_ABOUT THIS TASK_
Count the lines below holding "bootstrap" and answer with that number only.

_EXCERPTED RECORDS_

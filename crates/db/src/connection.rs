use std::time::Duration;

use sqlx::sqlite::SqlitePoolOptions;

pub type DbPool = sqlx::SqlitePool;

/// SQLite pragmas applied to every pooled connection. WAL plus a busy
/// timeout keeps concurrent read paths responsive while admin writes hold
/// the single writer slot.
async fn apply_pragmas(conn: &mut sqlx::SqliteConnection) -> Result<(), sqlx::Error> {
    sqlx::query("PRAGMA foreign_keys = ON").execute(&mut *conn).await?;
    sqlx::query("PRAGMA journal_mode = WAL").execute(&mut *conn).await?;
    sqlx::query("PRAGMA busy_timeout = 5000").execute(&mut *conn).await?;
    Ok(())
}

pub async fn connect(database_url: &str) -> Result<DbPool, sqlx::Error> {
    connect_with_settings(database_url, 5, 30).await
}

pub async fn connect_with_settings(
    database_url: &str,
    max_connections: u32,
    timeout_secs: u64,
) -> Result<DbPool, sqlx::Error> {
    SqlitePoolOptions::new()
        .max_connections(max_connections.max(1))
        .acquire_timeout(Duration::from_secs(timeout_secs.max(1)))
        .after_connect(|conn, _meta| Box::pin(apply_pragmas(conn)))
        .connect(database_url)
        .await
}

...

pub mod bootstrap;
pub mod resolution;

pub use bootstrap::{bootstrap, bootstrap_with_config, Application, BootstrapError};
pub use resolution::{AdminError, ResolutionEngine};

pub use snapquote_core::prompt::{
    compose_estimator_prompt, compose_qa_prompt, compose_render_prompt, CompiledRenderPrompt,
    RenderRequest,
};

_EXERCISE OUTPUT_
2